Nih ya daftar yang ingin dekat dengan:
bapak-bapak berbaju coklat. Jelas mereka ingin berlama-lama dengan ketiga seleb tersebut. Ya, soalnya hari biasa mereka kan ngelihat muka-muka macam koruptor, KPK, penggelapan pajak cowok semua dengan wajah bergelambir, wajah lelah, penuh kemunafikan, jadilah isu video yang diduga porno ini betul-betul harus dikerjakan, dibikin-bikin jebakan pasal hukumnya, demi melihat pesona seleb ganteng, cantik, wangi dan hits!.

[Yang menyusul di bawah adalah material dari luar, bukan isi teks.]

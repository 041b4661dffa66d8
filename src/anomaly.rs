/// Inter-reading speed estimation and anomaly detection.
///
/// Two consecutive reads of the same vehicle on the same road give a travel
/// distance (difference of kilometer points) and an elapsed time, hence an
/// estimated speed. Vehicles whose estimated speed exceeds the configured
/// threshold are flagged as anomalies — a proxy signal for fleeing or
/// non-standard movements.
///
/// Two deliberate scope limits carried over from the reference behavior:
///
/// - Only *adjacent* pairs within a plate's timeline are compared. A vehicle
///   that leaves the monitored road via an untracked detour between two
///   monitored points is not evaluated against the earlier point.
/// - When several pairs of one plate exceed the threshold, the *last* one
///   wins; earlier exceedances are overwritten.

use chrono::{NaiveDate, NaiveTime};
use std::collections::BTreeMap;
use tracing::debug;

use crate::analysis::groupings::group_by_plate;
use crate::location::{extract_from_reader_id, parse_kilometer_point, parse_road_code};
use crate::model::{Read, SourceType, SpeedObservation};
use crate::roads::CircularRoads;

/// Default flagging threshold in km/h.
pub const DEFAULT_SPEED_THRESHOLD_KMH: f64 = 140.0;

// ---------------------------------------------------------------------------
// Filters and diagnostics
// ---------------------------------------------------------------------------

/// Optional pre-filters applied before pairing. Each bound is independent
/// and inclusive; the road filter compares normalized road codes.
#[derive(Debug, Clone, Default, PartialEq)]
pub struct AnomalyFilters {
    pub date_from: Option<NaiveDate>,
    pub date_to: Option<NaiveDate>,
    pub time_from: Option<NaiveTime>,
    pub time_to: Option<NaiveTime>,
    pub road: Option<String>,
}

/// Diagnostic counters for one detection run. Unmeasurable pairs reduce the
/// output silently, never error; these counters let operators notice
/// data-quality problems instead of just missing rows in the UI.
#[derive(Debug, Clone, Default, PartialEq)]
pub struct DetectionStats {
    /// Reads dropped by the pre-filters, GPS exclusion, or a missing
    /// timestamp.
    pub reads_filtered: usize,
    /// Plates with fewer than two surviving reads.
    pub singleton_plates: usize,
    /// Pairs where a kilometer point would not resolve.
    pub pairs_missing_km: usize,
    /// Pairs where a road code would not resolve on one side.
    pub pairs_unresolved_road: usize,
    /// Pairs whose resolved road codes differ.
    pub pairs_road_mismatch: usize,
    /// Pairs with zero elapsed time.
    pub pairs_zero_elapsed: usize,
    /// Pairs that produced a speed observation (flagged or not).
    pub pairs_evaluated: usize,
}

impl DetectionStats {
    fn absorb(&mut self, other: &DetectionStats) {
        self.reads_filtered += other.reads_filtered;
        self.singleton_plates += other.singleton_plates;
        self.pairs_missing_km += other.pairs_missing_km;
        self.pairs_unresolved_road += other.pairs_unresolved_road;
        self.pairs_road_mismatch += other.pairs_road_mismatch;
        self.pairs_zero_elapsed += other.pairs_zero_elapsed;
        self.pairs_evaluated += other.pairs_evaluated;
    }
}

/// Result of one detection run: flagged observations (one per plate, last
/// exceedance wins, in plate order) plus diagnostics.
#[derive(Debug, Clone, PartialEq)]
pub struct Detection {
    pub observations: Vec<SpeedObservation>,
    pub stats: DetectionStats,
}

// ---------------------------------------------------------------------------
// Per-read location resolution
// ---------------------------------------------------------------------------

/// Kilometer point of a read: the structured field when present, otherwise
/// recovered from the reader id. A present-but-unparseable structured field
/// does NOT fall back — that mirrors the reference resolution order.
pub fn resolve_kilometer_point(read: &Read) -> Option<f64> {
    match read.km_point_raw.as_deref().filter(|s| !s.trim().is_empty()) {
        Some(raw) => parse_kilometer_point(raw),
        None => read
            .reader_id
            .as_deref()
            .and_then(|id| extract_from_reader_id(id).km_point),
    }
}

/// Normalized road code of a read, with the same structured-field-first
/// resolution order as `resolve_kilometer_point`.
pub fn resolve_road_code(read: &Read) -> Option<String> {
    match read.road.as_deref().filter(|s| !s.trim().is_empty()) {
        Some(raw) => Some(parse_road_code(raw)),
        None => read
            .reader_id
            .as_deref()
            .and_then(|id| extract_from_reader_id(id).road)
            .map(|road| parse_road_code(&road)),
    }
}

// ---------------------------------------------------------------------------
// Detector
// ---------------------------------------------------------------------------

enum PairSkip {
    MissingTimestamp,
    MissingKilometerPoint,
    UnresolvedRoad,
    RoadMismatch,
    ZeroElapsed,
}

#[derive(Debug, Clone)]
pub struct SpeedAnomalyDetector {
    threshold_kmh: f64,
    circular: CircularRoads,
}

impl Default for SpeedAnomalyDetector {
    /// 140 km/h threshold with the seed ring-road registry.
    fn default() -> Self {
        SpeedAnomalyDetector::new(DEFAULT_SPEED_THRESHOLD_KMH, CircularRoads::seed())
    }
}

impl SpeedAnomalyDetector {
    pub fn new(threshold_kmh: f64, circular: CircularRoads) -> Self {
        SpeedAnomalyDetector {
            threshold_kmh,
            circular,
        }
    }

    pub fn threshold_kmh(&self) -> f64 {
        self.threshold_kmh
    }

    /// Estimates the travel speed between two reads of one vehicle.
    ///
    /// Returns `None` (never an error) when the pair is unmeasurable: a
    /// kilometer point or road code fails to resolve, the road codes
    /// differ, or the elapsed time is zero.
    pub fn compute_speed(&self, read1: &Read, read2: &Read) -> Option<SpeedObservation> {
        self.evaluate_pair(read1, read2).ok()
    }

    fn evaluate_pair(&self, read1: &Read, read2: &Read) -> Result<SpeedObservation, PairSkip> {
        let ts1 = read1.timestamp.ok_or(PairSkip::MissingTimestamp)?;
        let ts2 = read2.timestamp.ok_or(PairSkip::MissingTimestamp)?;

        let km1 = resolve_kilometer_point(read1).ok_or(PairSkip::MissingKilometerPoint)?;
        let km2 = resolve_kilometer_point(read2).ok_or(PairSkip::MissingKilometerPoint)?;

        let road1 = resolve_road_code(read1).ok_or(PairSkip::UnresolvedRoad)?;
        let road2 = resolve_road_code(read2).ok_or(PairSkip::UnresolvedRoad)?;
        if road1 != road2 {
            return Err(PairSkip::RoadMismatch);
        }

        let raw_distance = (km2 - km1).abs();

        // On a ring road the shorter wraparound path is the real distance.
        let distance_km = match self.circular.circumference(&road1) {
            Some(length) if raw_distance > length / 2.0 => length - raw_distance,
            _ => raw_distance,
        };

        // Microsecond precision: only truly simultaneous reads count as
        // zero-elapsed. `num_microseconds` is `None` on overflow, which no
        // pair of real timestamps reaches.
        let elapsed_micros = (ts2 - ts1).num_microseconds().unwrap_or(i64::MAX).abs();
        if elapsed_micros == 0 {
            return Err(PairSkip::ZeroElapsed);
        }
        let elapsed_hours = elapsed_micros as f64 / 3_600_000_000.0;

        let speed_kmh = distance_km / elapsed_hours;

        Ok(SpeedObservation {
            plate: read1.plate.clone(),
            from: read1.clone(),
            to: read2.clone(),
            road: road1,
            km_from: km1,
            km_to: km2,
            distance_km,
            elapsed_hours,
            speed_kmh,
            flagged: speed_kmh > self.threshold_kmh,
        })
    }

    /// Scans a read set for speed anomalies.
    ///
    /// Applies the pre-filters, groups by plate, walks each plate's timeline
    /// in adjacent pairs, and keeps the last flagged pair per plate.
    pub fn detect_anomalies(&self, reads: &[Read], filters: &AnomalyFilters) -> Detection {
        let mut stats = DetectionStats::default();
        let surviving = self.apply_filters(reads, filters, &mut stats);

        let mut flagged: BTreeMap<String, SpeedObservation> = BTreeMap::new();

        for (plate, plate_reads) in group_by_plate(&surviving) {
            if let Some(observation) = self.scan_plate(plate_reads, &mut stats) {
                flagged.insert(plate, observation);
            }
        }

        Detection {
            observations: flagged.into_values().collect(),
            stats,
        }
    }

    /// Parallel variant of `detect_anomalies` for large read sets: plate
    /// groups are fanned out over a thread pool and the per-partition
    /// results merged. Plates partition disjointly, so the outcome is
    /// identical to the sequential scan.
    pub fn detect_anomalies_parallel(
        &self,
        reads: &[Read],
        filters: &AnomalyFilters,
        workers: usize,
    ) -> Detection {
        let mut stats = DetectionStats::default();
        let surviving = self.apply_filters(reads, filters, &mut stats);

        // Owned partitions so each job is 'static.
        let groups: Vec<(String, Vec<Read>)> = group_by_plate(&surviving)
            .into_iter()
            .map(|(plate, reads)| (plate, reads.into_iter().cloned().collect()))
            .collect();

        let workers = workers.max(1);
        let chunk_size = groups.len().div_ceil(workers).max(1);
        let pool = threadpool::ThreadPool::new(workers);
        let (tx, rx) = std::sync::mpsc::channel();

        let mut jobs = 0usize;
        for chunk in groups.chunks(chunk_size) {
            let chunk = chunk.to_vec();
            let detector = self.clone();
            let tx = tx.clone();
            jobs += 1;
            pool.execute(move || {
                let mut local_stats = DetectionStats::default();
                let mut local_flagged: BTreeMap<String, SpeedObservation> = BTreeMap::new();
                for (plate, plate_reads) in chunk {
                    let refs: Vec<&Read> = plate_reads.iter().collect();
                    if let Some(observation) = detector.scan_plate(refs, &mut local_stats) {
                        local_flagged.insert(plate, observation);
                    }
                }
                // The receiver only hangs up if the caller gave up; nothing
                // useful to do with the result then.
                let _ = tx.send((local_flagged, local_stats));
            });
        }
        drop(tx);

        let mut flagged: BTreeMap<String, SpeedObservation> = BTreeMap::new();
        for (partition, partition_stats) in rx.iter().take(jobs) {
            flagged.extend(partition);
            stats.absorb(&partition_stats);
        }
        pool.join();

        Detection {
            observations: flagged.into_values().collect(),
            stats,
        }
    }

    fn apply_filters<'a>(
        &self,
        reads: &'a [Read],
        filters: &AnomalyFilters,
        stats: &mut DetectionStats,
    ) -> Vec<&'a Read> {
        let road_filter = filters
            .road
            .as_deref()
            .filter(|r| !r.trim().is_empty())
            .map(parse_road_code);

        let mut surviving = Vec::with_capacity(reads.len());
        for read in reads {
            if self.read_passes_filters(read, filters, road_filter.as_deref()) {
                surviving.push(read);
            } else {
                stats.reads_filtered += 1;
            }
        }
        surviving
    }

    fn read_passes_filters(
        &self,
        read: &Read,
        filters: &AnomalyFilters,
        road_filter: Option<&str>,
    ) -> bool {
        if read.source_type != SourceType::Camera {
            return false;
        }
        let Some(ts) = read.timestamp else {
            return false;
        };

        if let Some(from) = filters.date_from {
            if ts.date() < from {
                return false;
            }
        }
        if let Some(to) = filters.date_to {
            if ts.date() > to {
                return false;
            }
        }
        if let Some(from) = filters.time_from {
            if ts.time() < from {
                return false;
            }
        }
        if let Some(to) = filters.time_to {
            if ts.time() > to {
                return false;
            }
        }
        if let Some(wanted) = road_filter {
            if resolve_road_code(read).as_deref() != Some(wanted) {
                return false;
            }
        }
        true
    }

    /// Walks one plate's reads in timestamp order, evaluating adjacent pairs
    /// only, and returns the last flagged observation, if any.
    fn scan_plate(
        &self,
        mut plate_reads: Vec<&Read>,
        stats: &mut DetectionStats,
    ) -> Option<SpeedObservation> {
        if plate_reads.len() < 2 {
            stats.singleton_plates += 1;
            return None;
        }

        plate_reads.sort_by_key(|r| r.timestamp);

        let mut last_flagged: Option<SpeedObservation> = None;
        for pair in plate_reads.windows(2) {
            match self.evaluate_pair(pair[0], pair[1]) {
                Ok(observation) => {
                    stats.pairs_evaluated += 1;
                    if observation.flagged {
                        debug!(
                            plate = %observation.plate,
                            speed_kmh = observation.speed_kmh,
                            "speed anomaly"
                        );
                        last_flagged = Some(observation);
                    }
                }
                Err(PairSkip::MissingTimestamp) => {} // filtered out earlier
                Err(PairSkip::MissingKilometerPoint) => stats.pairs_missing_km += 1,
                Err(PairSkip::UnresolvedRoad) => stats.pairs_unresolved_road += 1,
                Err(PairSkip::RoadMismatch) => stats.pairs_road_mismatch += 1,
                Err(PairSkip::ZeroElapsed) => stats.pairs_zero_elapsed += 1,
            }
        }
        last_flagged
    }
}

// ---------------------------------------------------------------------------
// Tests
// ---------------------------------------------------------------------------
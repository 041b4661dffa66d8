/// Plate grouping and data organization utilities.
///
/// `group_by_plate` takes a flat list of `Read`s and organizes them into
/// per-vehicle timelines, making it convenient to ask "where was 5678XYZ
/// seen?" without filtering a flat list every time. The consolidator and the
/// anomaly detector both start from this grouping.
///
/// `pass_counts` / `filter_min_passes` support the recurring-vehicle view:
/// during an investigation over a date range, vehicles seen only once or
/// twice are usually noise, and the panel lets the operator require a
/// minimum number of passes per plate.

use std::collections::HashMap;

use crate::model::Read;

// ---------------------------------------------------------------------------
// Grouping
// ---------------------------------------------------------------------------

/// Groups reads into a map keyed by plate. Reads whose plate is blank are
/// dropped; they cannot be attributed to a vehicle.
pub fn group_by_plate<'a>(reads: &[&'a Read]) -> HashMap<String, Vec<&'a Read>> {
    let mut grouped: HashMap<String, Vec<&'a Read>> = HashMap::new();

    for read in reads {
        if read.plate.trim().is_empty() {
            continue;
        }
        grouped.entry(read.plate.clone()).or_default().push(read);
    }

    grouped
}

/// Number of reads per plate. Blank plates are excluded, as in
/// `group_by_plate`.
pub fn pass_counts(reads: &[Read]) -> HashMap<String, usize> {
    let mut counts: HashMap<String, usize> = HashMap::new();
    for read in reads {
        if read.plate.trim().is_empty() {
            continue;
        }
        *counts.entry(read.plate.clone()).or_insert(0) += 1;
    }
    counts
}

/// Keeps only reads of vehicles seen at least `min_passes` times.
///
/// A threshold of zero or one keeps everything, including blank-plate reads:
/// it expresses "no minimum", not "attributable reads only".
pub fn filter_min_passes(reads: Vec<Read>, min_passes: usize) -> Vec<Read> {
    if min_passes <= 1 {
        return reads;
    }

    let counts = pass_counts(&reads);
    reads
        .into_iter()
        .filter(|read| {
            counts
                .get(&read.plate)
                .is_some_and(|&count| count >= min_passes)
        })
        .collect()
}

// ---------------------------------------------------------------------------
// Tests
// ---------------------------------------------------------------------------
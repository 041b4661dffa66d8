/// Wire-format read parsing.
///
/// The import/REST layer delivers reads as a JSON array of Lectura-shaped
/// objects. See `fixtures.rs` for annotated examples of the payload.
///
/// Lectura shape:
///   ID_Lectura    — numeric id (string for re-fed consolidated records)
///   Matricula     — plate
///   Fecha_y_Hora  — ISO-8601-like local timestamp, no offset
///   Carril        — optional lane, string or number
///   ID_Lector     — optional free-text reader id
///   Tipo_Fuente   — "LPR" (camera) or "GPS"
///   Coordenada_X/Y — optional coordinates
///   lector        — optional nested reader object:
///     Nombre, Carretera, PK, Coordenada_X, Coordenada_Y
///
/// A record with an unparseable timestamp still produces a `Read` (with
/// `timestamp: None`) so the analysis layers can count the skip; only a
/// structurally broken payload fails the whole parse.

use chrono::NaiveDateTime;
use serde::{Deserialize, Deserializer};
use tracing::warn;

use crate::model::{IngestError, Read, ReadId, SourceType};

// ---------------------------------------------------------------------------
// Serde structures for Lectura JSON deserialization
// ---------------------------------------------------------------------------

#[derive(Deserialize)]
struct WireRead {
    #[serde(rename = "ID_Lectura")]
    id: ReadId,
    #[serde(rename = "Matricula")]
    plate: String,
    #[serde(rename = "Fecha_y_Hora", default)]
    timestamp: Option<String>,
    #[serde(rename = "Carril", default, deserialize_with = "text_or_number")]
    lane: Option<String>,
    #[serde(rename = "ID_Lector", default)]
    reader_id: Option<String>,
    #[serde(rename = "Coordenada_X", default)]
    coordinate_x: Option<f64>,
    #[serde(rename = "Coordenada_Y", default)]
    coordinate_y: Option<f64>,
    #[serde(rename = "Tipo_Fuente", default)]
    source_type: Option<String>,
    #[serde(default)]
    lector: Option<WireReader>,
}

#[derive(Deserialize)]
struct WireReader {
    #[serde(rename = "Nombre", default)]
    name: Option<String>,
    #[serde(rename = "Carretera", default)]
    road: Option<String>,
    #[serde(rename = "PK", default, deserialize_with = "text_or_number")]
    km_point: Option<String>,
    #[serde(rename = "Coordenada_X", default)]
    coordinate_x: Option<f64>,
    #[serde(rename = "Coordenada_Y", default)]
    coordinate_y: Option<f64>,
}

/// Historical imports serialize lanes and kilometer points as either JSON
/// strings or bare numbers; accept both.
fn text_or_number<'de, D>(deserializer: D) -> Result<Option<String>, D::Error>
where
    D: Deserializer<'de>,
{
    let value = Option::<serde_json::Value>::deserialize(deserializer)?;
    match value {
        None | Some(serde_json::Value::Null) => Ok(None),
        Some(serde_json::Value::String(s)) => Ok(Some(s)),
        Some(serde_json::Value::Number(n)) => Ok(Some(n.to_string())),
        Some(other) => Err(serde::de::Error::custom(format!(
            "expected string or number, got {}",
            other
        ))),
    }
}

// ---------------------------------------------------------------------------
// Timestamp parsing
// ---------------------------------------------------------------------------

/// Accepted local-timestamp layouts. No offset is ever transmitted.
const TIMESTAMP_FORMATS: &[&str] = &["%Y-%m-%dT%H:%M:%S%.f", "%Y-%m-%d %H:%M:%S%.f"];

fn parse_timestamp(text: &str) -> Option<NaiveDateTime> {
    let trimmed = text.trim();
    TIMESTAMP_FORMATS
        .iter()
        .find_map(|fmt| NaiveDateTime::parse_from_str(trimmed, fmt).ok())
}

// ---------------------------------------------------------------------------
// Payload parsing
// ---------------------------------------------------------------------------

/// Parses a JSON array of Lectura-shaped objects into domain `Read`s.
///
/// # Errors
/// - `IngestError::ParseError` — malformed or structurally unexpected JSON.
/// - `IngestError::NoReads` — a well-formed but empty array.
pub fn parse_reads(json: &str) -> Result<Vec<Read>, IngestError> {
    let wire: Vec<WireRead> = serde_json::from_str(json)
        .map_err(|e| IngestError::ParseError(format!("JSON deserialization failed: {}", e)))?;

    if wire.is_empty() {
        return Err(IngestError::NoReads("empty read array".to_string()));
    }

    Ok(wire.into_iter().map(into_read).collect())
}

fn into_read(wire: WireRead) -> Read {
    let timestamp = match wire.timestamp.as_deref() {
        Some(text) => {
            let parsed = parse_timestamp(text);
            if parsed.is_none() {
                warn!(id = %wire.id, timestamp = text, "unparseable read timestamp");
            }
            parsed
        }
        None => None,
    };

    let reader = wire.lector;
    let (reader_name, road, km_point_raw, reader_x, reader_y) = match reader {
        Some(r) => (r.name, r.road, r.km_point, r.coordinate_x, r.coordinate_y),
        None => (None, None, None, None, None),
    };

    // Read-level coordinates take precedence over the reader's.
    let coordinates = match (wire.coordinate_x, wire.coordinate_y) {
        (Some(x), Some(y)) => Some((x, y)),
        _ => match (reader_x, reader_y) {
            (Some(x), Some(y)) => Some((x, y)),
            _ => None,
        },
    };

    Read {
        id: wire.id,
        plate: wire.plate.trim().to_uppercase(),
        timestamp,
        lane: wire.lane,
        reader_id: wire.reader_id,
        reader_name,
        road,
        km_point_raw,
        coordinates,
        source_type: SourceType::from_wire(wire.source_type.as_deref().unwrap_or("")),
    }
}

// ---------------------------------------------------------------------------
// Tests
// ---------------------------------------------------------------------------
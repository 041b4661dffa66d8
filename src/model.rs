/// Shared data types for the LPR analysis core.
///
/// The engine operates on `Read` — one raw plate-reader observation as
/// delivered by the surrounding case-management application — and derives
/// two kinds of records from it:
///
/// - `ConsolidatedPass` — several near-simultaneous multi-lane reads of the
///   same vehicle at one gantry, merged into a single logical pass.
/// - `SpeedObservation` — the estimated travel speed between two consecutive
///   reads of the same vehicle on the same road.
///
/// Timestamps are transmitted without a timezone offset, so all comparisons
/// are local-clock relative (`NaiveDateTime`).

use chrono::NaiveDateTime;
use serde::{Deserialize, Serialize};
use std::fmt;

// ---------------------------------------------------------------------------
// Read identifiers
// ---------------------------------------------------------------------------

/// Identifier of a read. Raw reads carry numeric database ids; consolidated
/// passes carry a synthetic string id (`"<original>_consolidated"`).
#[derive(Debug, Clone, PartialEq, Eq, Hash, Serialize, Deserialize)]
#[serde(untagged)]
pub enum ReadId {
    Numeric(i64),
    Synthetic(String),
}

impl ReadId {
    /// Derives the synthetic id of a consolidated pass built from the read
    /// with this id.
    pub fn consolidated(&self) -> ReadId {
        ReadId::Synthetic(format!("{}_consolidated", self))
    }
}

impl fmt::Display for ReadId {
    fn fmt(&self, f: &mut fmt::Formatter<'_>) -> fmt::Result {
        match self {
            ReadId::Numeric(n) => write!(f, "{}", n),
            ReadId::Synthetic(s) => write!(f, "{}", s),
        }
    }
}

// ---------------------------------------------------------------------------
// Source type
// ---------------------------------------------------------------------------

/// Origin of a read. Only camera (LPR) reads participate in consolidation
/// and speed analysis; GPS points are handled by other layers.
#[derive(Debug, Clone, Copy, PartialEq, Eq)]
pub enum SourceType {
    Camera,
    Gps,
}

impl SourceType {
    /// Maps the wire `Tipo_Fuente` value. Anything that is not GPS is
    /// treated as camera-sourced.
    pub fn from_wire(value: &str) -> Self {
        if value.trim().eq_ignore_ascii_case("GPS") {
            SourceType::Gps
        } else {
            SourceType::Camera
        }
    }

    pub fn as_wire(&self) -> &'static str {
        match self {
            SourceType::Camera => "LPR",
            SourceType::Gps => "GPS",
        }
    }
}

// ---------------------------------------------------------------------------
// Raw read
// ---------------------------------------------------------------------------

/// One raw plate-reader observation.
///
/// Location fields (`road`, `km_point_raw`, and sometimes `reader_id`
/// itself) are free text entered by operators over many years and follow no
/// single format; the `location` module tolerates the known conventions.
#[derive(Debug, Clone, PartialEq)]
pub struct Read {
    pub id: ReadId,
    /// Uppercase alphanumeric vehicle identifier; multiple national plate
    /// formats are legal, so no shape is enforced.
    pub plate: String,
    /// `None` when the wire timestamp was absent or unparseable. Such reads
    /// are skipped (and counted) by the consolidator and the detector.
    pub timestamp: Option<NaiveDateTime>,
    pub lane: Option<String>,
    /// Free-text physical reader identifier; may itself encode road and
    /// kilometer point when the structured fields are missing.
    pub reader_id: Option<String>,
    /// Human label of the reader; the lane number is frequently embedded as
    /// a trailing `" C<n>"` token.
    pub reader_name: Option<String>,
    pub road: Option<String>,
    pub km_point_raw: Option<String>,
    pub coordinates: Option<(f64, f64)>,
    pub source_type: SourceType,
}

// ---------------------------------------------------------------------------
// Consolidated pass
// ---------------------------------------------------------------------------

/// Several reads of one vehicle taken by adjacent lanes of the same gantry
/// within the consolidation window, merged into one logical pass.
///
/// Immutable once built: the consolidator produces these in a single run and
/// recomputes from scratch if the input read set changes.
#[derive(Debug, Clone, PartialEq)]
pub struct ConsolidatedPass {
    /// Template read's id with the `_consolidated` suffix.
    pub id: ReadId,
    pub plate: String,
    /// Timestamp of the template (earliest) member.
    pub timestamp: NaiveDateTime,
    /// Reader name with the lane suffix removed (or the reader id, or
    /// `"Unknown"` when both are absent).
    pub base_reader_id: String,
    /// Base reader id plus the detected lane list and, when the pass spans
    /// more than zero seconds, a `[Δt=<n>s]` suffix.
    pub display_name: String,
    /// Sorted, deduplicated lane tokens (`"C1"`, `"C2"`, …) found among the
    /// member reads.
    pub lanes: Vec<String>,
    /// Seconds between the first and last member timestamps.
    pub span_seconds: i64,
    /// The original member reads, ascending by timestamp. Always at least
    /// two; the first is the template. A read belongs to at most one pass.
    pub members: Vec<Read>,
}

// ---------------------------------------------------------------------------
// Speed observation
// ---------------------------------------------------------------------------

/// Estimated travel speed between two consecutive reads of the same vehicle
/// on the same road.
///
/// Only produced when both reads resolve to the same normalized road code,
/// both kilometer points parse, and the elapsed time is non-zero; any other
/// pair is silently skipped rather than erred.
#[derive(Debug, Clone, PartialEq)]
pub struct SpeedObservation {
    pub plate: String,
    pub from: Read,
    pub to: Read,
    /// Normalized road code shared by both reads.
    pub road: String,
    pub km_from: f64,
    pub km_to: f64,
    /// Kilometers travelled, after circular-road wraparound correction.
    pub distance_km: f64,
    pub elapsed_hours: f64,
    pub speed_kmh: f64,
    /// True when `speed_kmh` exceeds the configured threshold.
    pub flagged: bool,
}

// ---------------------------------------------------------------------------
// Ingest errors
// ---------------------------------------------------------------------------

/// Errors raised at the ingest boundary. The analysis core itself is total:
/// malformed records inside an otherwise well-formed payload are skipped and
/// counted, never propagated.
#[derive(Debug)]
pub enum IngestError {
    /// Malformed or structurally unexpected JSON.
    ParseError(String),
    /// Structurally valid payload containing no reads.
    NoReads(String),
}

impl fmt::Display for IngestError {
    fn fmt(&self, f: &mut fmt::Formatter<'_>) -> fmt::Result {
        match self {
            IngestError::ParseError(msg) => write!(f, "parse error: {}", msg),
            IngestError::NoReads(msg) => write!(f, "no reads: {}", msg),
        }
    }
}

impl std::error::Error for IngestError {}

// ---------------------------------------------------------------------------
// Tests
// ---------------------------------------------------------------------------
/// Ingest layer: converts wire-format payloads from the surrounding
/// application into domain `Read`s.

pub mod reads;

#[cfg(test)]
pub(crate) mod fixtures;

Apalagi sesuai saran tenaga ahli kepolisian, pakar pornomatika itu bahwa harus ada uji fisik. Jyah! Tambah menjadi-jadi deh itu bapak-bapak kan? Mengukur bahu, mendapatkan lingerie apalagi coba. Padahal secara hukum, jerat pasal pornografi itu tidak masuk akal, pun UU ITE, dan asusila. Karena pornografi yang diatur UU negara ini gak jelas, pasal 4 dari UU tersebut ada pengecualian untuk kepentingan pribadi. UU ITE? kejadian tahun berapa, UU ITE berlaku tahun berapa? Kata teman-temanku yang ahli hukum azaz UU-nya tidak berlaku surut, fail! Asusila? Lha, kayak gak pernah berhubungan seks aja sih ya, kan mereka melakukan hubungan seksual di dalam kamar gak di taman.
Terus sapa lagi yang ingin berlama-lama?ituh EF PE I jelas banget keinginannya untuk selalu dekat seleb dan hal- hal yang indah atas nama maksiat. Begitu yang apes seleb papan atas macam Luna, Tary, Ariel maka berbondong-bondonglah mereka, yang merangsek ruang privasi ketiganya, dengan dalih mau menangkap dan menggiring merekalah, tapi coba pastikan foto-foto aman gak tuh!. Apalagi alasannya kalau bukan cuma mau berlama-lama menikmati sensasi eksklusif berdekatan dengan para seleb.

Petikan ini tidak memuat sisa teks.